How to deal with rejection

My short stories have been repeatedly rejected. The positive side is that my rejection letters are personalized, some even have advice. The negative side is that I want to kill myself more and more every time.

How do you cope with rejection from literary mags? Do you write back and ask "why?" Do you revise the story and resubmit? Discard the story? Walk into traffic? Join the Peace Corps?

Plz discuss

I brush it off and move on because I'm an adult.

Post a sample

>The first thing the baby did wrong was to tear pages out of her books. So we made a rule that each time she tore a page out of a book she had to stay alone in her room for four hours, behind the closed door. She was tearing out about a page a day, in the beginning, and the rule worked fairly well, although the crying and screaming from behind the closed door were unnerving. We reasoned that that was the price you had to pay, or part of the price you had to pay. But then as her grip improved she got to tearing out two pages at a time, which meant eight hours alone in her room, behind the closed door, which just doubled the annoyance for everybody. But she wouldn't quit doing it. And then as time went on we began getting days when she tore out three or four pages, which put her alone in her room for as much as sixteen hours at a stretch, interfering with normal feeding and worrying my wife. But I felt that if you made a rule you had to stick to it, had to be consistent, otherwise they get the wrong idea. She was about fourteen months old or fifteen months old at that point. Often, of course, she'd go to sleep, after an hour or so of yelling, that was a mercy. Her room was very nice, with a nice wooden rocking horse and practically a hundred dolls and stuffed animals. Lots of things to do in that room if you used your time wisely, puzzles and things. Unfortunately sometimes when we opened the door we'd find that she'd torn more pages out of more books while she was inside, and these pages had to be added to the total, in fairness.
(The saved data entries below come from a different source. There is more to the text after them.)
//! Accounts, profiles, leaderboard and dashboard queries.

use chrono::{Datelike, NaiveDate, Utc};
use rusqlite::{Connection, OptionalExtension, Row, params};

use super::{
    SqliteStore, budget, decimal_col, enum_col, goals, ledger, money, query_err, timestamp_col,
    tokens, ts, write_err,
};
use crate::domain::analysis::{first_of_month, last_of_month};
use crate::domain::error::PaisaError;
use crate::domain::portfolio::PortfolioSummary;
use crate::domain::user::{
    Dashboard, Leaderboard, LeaderboardEntry, NewUser, ProfileUpdate, SiteStats, User,
    UserContext, UserProfile, UserStats, completion_rate, hash_password, normalize_phone,
    verify_password,
};
use crate::ports::user_port::UserPort;

const USER_COLUMNS: &str = "id, username, email, phone_number, password_hash, first_name, last_name,
     age, occupation, monthly_income, financial_experience, created_at, updated_at";

const DASHBOARD_TRANSACTIONS: usize = 5;
const DASHBOARD_GOALS: usize = 3;

fn user_from_row(row: &Row<'_>) -> rusqlite::Result<User> {
    Ok(User {
        id: row.get(0)?,
        username: row.get(1)?,
        email: row.get(2)?,
        phone_number: row.get(3)?,
        password_hash: row.get(4)?,
        first_name: row.get(5)?,
        last_name: row.get(6)?,
        age: row.get(7)?,
        occupation: row.get(8)?,
        monthly_income: decimal_col(row, 9)?,
        financial_experience: enum_col(row, 10)?,
        created_at: timestamp_col(row, 11)?,
        updated_at: timestamp_col(row, 12)?,
    })
}

pub(super) fn load_user(conn: &Connection, user_id: i64) -> Result<User, PaisaError> {
    conn.query_row(
        &format!("SELECT {USER_COLUMNS} FROM users WHERE id = ?1"),
        params![user_id],
        user_from_row,
    )
    .optional()
    .map_err(query_err)?
    .ok_or_else(|| PaisaError::not_found("user", user_id))
}

pub(super) fn load_profile(conn: &Connection, user_id: i64) -> Result<UserProfile, PaisaError> {
    conn.query_row(
        "SELECT user_id, total_points, level, streak_days, last_activity
         FROM user_profiles WHERE user_id = ?1",
        params![user_id],
        |row| {
            Ok(UserProfile {
                user_id: row.get(0)?,
                total_points: row.get(1)?,
                level: row.get(2)?,
                streak_days: row.get(3)?,
                last_activity: timestamp_col(row, 4)?,
            })
        },
    )
    .optional()
    .map_err(query_err)?
    .ok_or_else(|| PaisaError::not_found("profile", user_id))
}

/// Credit points to a profile inside the caller's transaction.
pub(super) fn add_points(conn: &Connection, user_id: i64, points: i64) -> Result<(), PaisaError> {
    let changed = conn
        .execute(
            "UPDATE user_profiles SET total_points = total_points + ?1, last_activity = ?2
             WHERE user_id = ?3",
            params![points, ts(Utc::now()), user_id],
        )
        .map_err(query_err)?;
    if changed == 0 {
        return Err(PaisaError::not_found("profile", user_id));
    }
    Ok(())
}

fn count(conn: &Connection, sql: &str, user_id: Option<i64>) -> Result<i64, PaisaError> {
    match user_id {
        Some(id) => conn.query_row(sql, params![id], |r| r.get(0)),
        None => conn.query_row(sql, [], |r| r.get(0)),
    }
    .map_err(query_err)
}

fn active_modules(conn: &Connection) -> Result<i64, PaisaError> {
    count(conn, "SELECT COUNT(*) FROM learning_modules WHERE is_active = 1", None)
}

fn completed_modules(conn: &Connection, user_id: i64) -> Result<i64, PaisaError> {
    count(
        conn,
        "SELECT COUNT(*) FROM user_progress p
         JOIN learning_modules m ON m.id = p.module_id
         WHERE p.user_id = ?1 AND p.is_completed = 1 AND m.is_active = 1",
        Some(user_id),
    )
}

impl UserPort for SqliteStore {
    fn register(&self, new_user: &NewUser, password: &str) -> Result<User, PaisaError> {
        new_user.validate(password)?;
        let password_hash = hash_password(password)?;
        let now = ts(Utc::now());
        let initial_cash = money(self.options.initial_cash);

        self.write(|tx| {
            tx.execute(
                "INSERT INTO users (username, email, phone_number, password_hash, first_name,
                     last_name, age, occupation, monthly_income, financial_experience,
                     created_at, updated_at)
                 VALUES (?1, ?2, ?3, ?4, ?5, ?6, ?7, ?8, ?9, ?10, ?11, ?11)",
                params![
                    new_user.username,
                    new_user.email.trim(),
                    normalize_phone(new_user.phone_number.as_deref()),
                    password_hash,
                    new_user.first_name.trim(),
                    new_user.last_name.trim(),
                    new_user.age,
                    new_user.occupation.trim(),
                    money(new_user.monthly_income),
                    new_user.financial_experience.as_str(),
                    now,
                ],
            )
            .map_err(write_err)?;
            let user_id = tx.last_insert_rowid();
            tx.execute(
                "INSERT INTO user_profiles (user_id, last_activity) VALUES (?1, ?2)",
                params![user_id, now],
            )
            .map_err(query_err)?;
            tx.execute(
                "INSERT INTO portfolios (user_id, virtual_cash, created_at) VALUES (?1, ?2, ?3)",
                params![user_id, initial_cash, now],
            )
            .map_err(query_err)?;
            load_user(tx, user_id)
        })
    }

    fn authenticate(&self, username: &str, password: &str) -> Result<Option<User>, PaisaError> {
        let conn = self.conn()?;
        let user = conn
            .query_row(
                &format!("SELECT {USER_COLUMNS} FROM users WHERE username = ?1"),
                params![username],
                user_from_row,
            )
            .optional()
            .map_err(query_err)?;
        Ok(user.filter(|u| verify_password(&u.password_hash, password)))
    }

    fn get_user(&self, user_id: i64) -> Result<Option<User>, PaisaError> {
        let conn = self.conn()?;
        conn.query_row(
            &format!("SELECT {USER_COLUMNS} FROM users WHERE id = ?1"),
            params![user_id],
            user_from_row,
        )
        .optional()
        .map_err(query_err)
    }

    fn update_profile(
        &self,
        user: &UserContext,
        update: &ProfileUpdate,
    ) -> Result<User, PaisaError> {
        update.validate()?;
        self.write(|tx| {
            let changed = tx
                .execute(
                    "UPDATE users SET first_name = ?1, last_name = ?2, email = ?3,
                         phone_number = ?4, age = ?5, occupation = ?6, monthly_income = ?7,
                         financial_experience = ?8, updated_at = ?9
                     WHERE id = ?10",
                    params![
                        update.first_name.trim(),
                        update.last_name.trim(),
                        update.email.trim(),
                        normalize_phone(update.phone_number.as_deref()),
                        update.age,
                        update.occupation.trim(),
                        money(update.monthly_income),
                        update.financial_experience.as_str(),
                        ts(Utc::now()),
                        user.user_id,
                    ],
                )
                .map_err(write_err)?;
            if changed == 0 {
                return Err(PaisaError::not_found("user", user.user_id));
            }
            load_user(tx, user.user_id)
        })
    }

    fn profile(&self, user: &UserContext) -> Result<UserProfile, PaisaError> {
        let conn = self.conn()?;
        load_profile(&conn, user.user_id)
    }

    fn leaderboard(&self, user: &UserContext, limit: usize) -> Result<Leaderboard, PaisaError> {
        let conn = self.conn()?;
        let mut stmt = conn
            .prepare(
                "SELECT u.username, p.total_points, p.level
                 FROM user_profiles p JOIN users u ON u.id = p.user_id
                 ORDER BY p.total_points DESC, u.username ASC
                 LIMIT ?1",
            )
            .map_err(query_err)?;
        let rows = stmt
            .query_map(params![limit as i64], |row| {
                Ok((
                    row.get::<_, String>(0)?,
                    row.get::<_, i64>(1)?,
                    row.get::<_, i64>(2)?,
                ))
            })
            .map_err(query_err)?;

        let mut top_users = Vec::new();
        for (i, row) in rows.enumerate() {
            let (username, total_points, level) = row.map_err(query_err)?;
            top_users.push(LeaderboardEntry {
                rank: i + 1,
                username,
                total_points,
                level,
            });
        }

        let profile = load_profile(&conn, user.user_id)?;
        let ahead: i64 = conn
            .query_row(
                "SELECT COUNT(*) FROM user_profiles WHERE total_points > ?1",
                params![profile.total_points],
                |r| r.get(0),
            )
            .map_err(query_err)?;

        Ok(Leaderboard {
            top_users,
            user_rank: ahead + 1,
            user_points: profile.total_points,
        })
    }

    fn user_stats(&self, user: &UserContext) -> Result<UserStats, PaisaError> {
        let conn = self.conn()?;
        let profile = load_profile(&conn, user.user_id)?;
        let modules_completed = completed_modules(&conn, user.user_id)?;
        let total_modules = active_modules(&conn)?;
        let scenarios_completed = count(
            &conn,
            "SELECT COUNT(*) FROM user_fraud_progress WHERE user_id = ?1 AND is_completed = 1",
            Some(user.user_id),
        )?;
        let total_scenarios = count(
            &conn,
            "SELECT COUNT(*) FROM fraud_scenarios WHERE is_active = 1",
            None,
        )?;
        Ok(UserStats {
            total_points: profile.total_points,
            level: profile.level,
            streak_days: profile.streak_days,
            modules_completed,
            total_modules,
            scenarios_completed,
            total_scenarios,
            completion_rate: completion_rate(modules_completed, total_modules),
        })
    }

    fn dashboard(&self, user: &UserContext, today: NaiveDate) -> Result<Dashboard, PaisaError> {
        let conn = self.conn()?;
        let profile = load_profile(&conn, user.user_id)?;
        let portfolio = ledger::load_portfolio(&conn, user.user_id)?;
        let recent_transactions =
            ledger::recent_transactions(&conn, portfolio.id, DASHBOARD_TRANSACTIONS)?;
        let completed = completed_modules(&conn, user.user_id)?;
        let total = active_modules(&conn)?;
        let active_goals = goals::load_goals(&conn, user.user_id)?
            .into_iter()
            .filter(|g| !g.is_achieved)
            .take(DASHBOARD_GOALS)
            .collect();
        let month_expenses = budget::load_expenses_between(
            &conn,
            user.user_id,
            first_of_month(today.year(), today.month()),
            last_of_month(today.year(), today.month()),
        )?;

        Ok(Dashboard {
            profile,
            portfolio: PortfolioSummary::from(&portfolio),
            completed_modules: completed,
            total_modules: total,
            progress_percentage: completion_rate(completed, total),
            recent_transactions,
            active_goals,
            monthly_expenses: crate::domain::money::sum(month_expenses.iter().map(|e| e.amount))?,
            token_balance: tokens::token_account(&conn, user.user_id)?.balance,
        })
    }

    fn site_stats(&self) -> Result<SiteStats, PaisaError> {
        let conn = self.conn()?;
        Ok(SiteStats {
            total_users: count(&conn, "SELECT COUNT(*) FROM users", None)?,
            total_modules: active_modules(&conn)?,
            total_scenarios: count(
                &conn,
                "SELECT COUNT(*) FROM fraud_scenarios WHERE is_active = 1",
                None,
            )?,
        })
    }
}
>The baby's name was Born Dancin'. We gave the baby some of our wine, red, whites and blue, and spoke seriously to her. But it didn't do any good.

Decent concept but ugly prose

Not quite ugly but there needs to be at least a moment or two when we can recognize his artistry otherwise it's pointless to be writing.

Just to add, I don't call it ugly because the inevitable increase in hours progresses well enough from a narrative standpoint. Some might have fumbled that.

You're not Donald Barthelme.

Nah I just posted this to show that the pseuds on this board don't know good literature when it smacks them in the Face.

My creative writing teacher, who has been published, told me a very arbitrary but constructive estimation. And that is that it takes you reading 1000 good short stories and writing 100 genuine efforts at your own stories, and then you can hope to write something publishable in a respectable magazine. That’s just an opinion but it gives me a nice goal to chip away at and hold out hope for.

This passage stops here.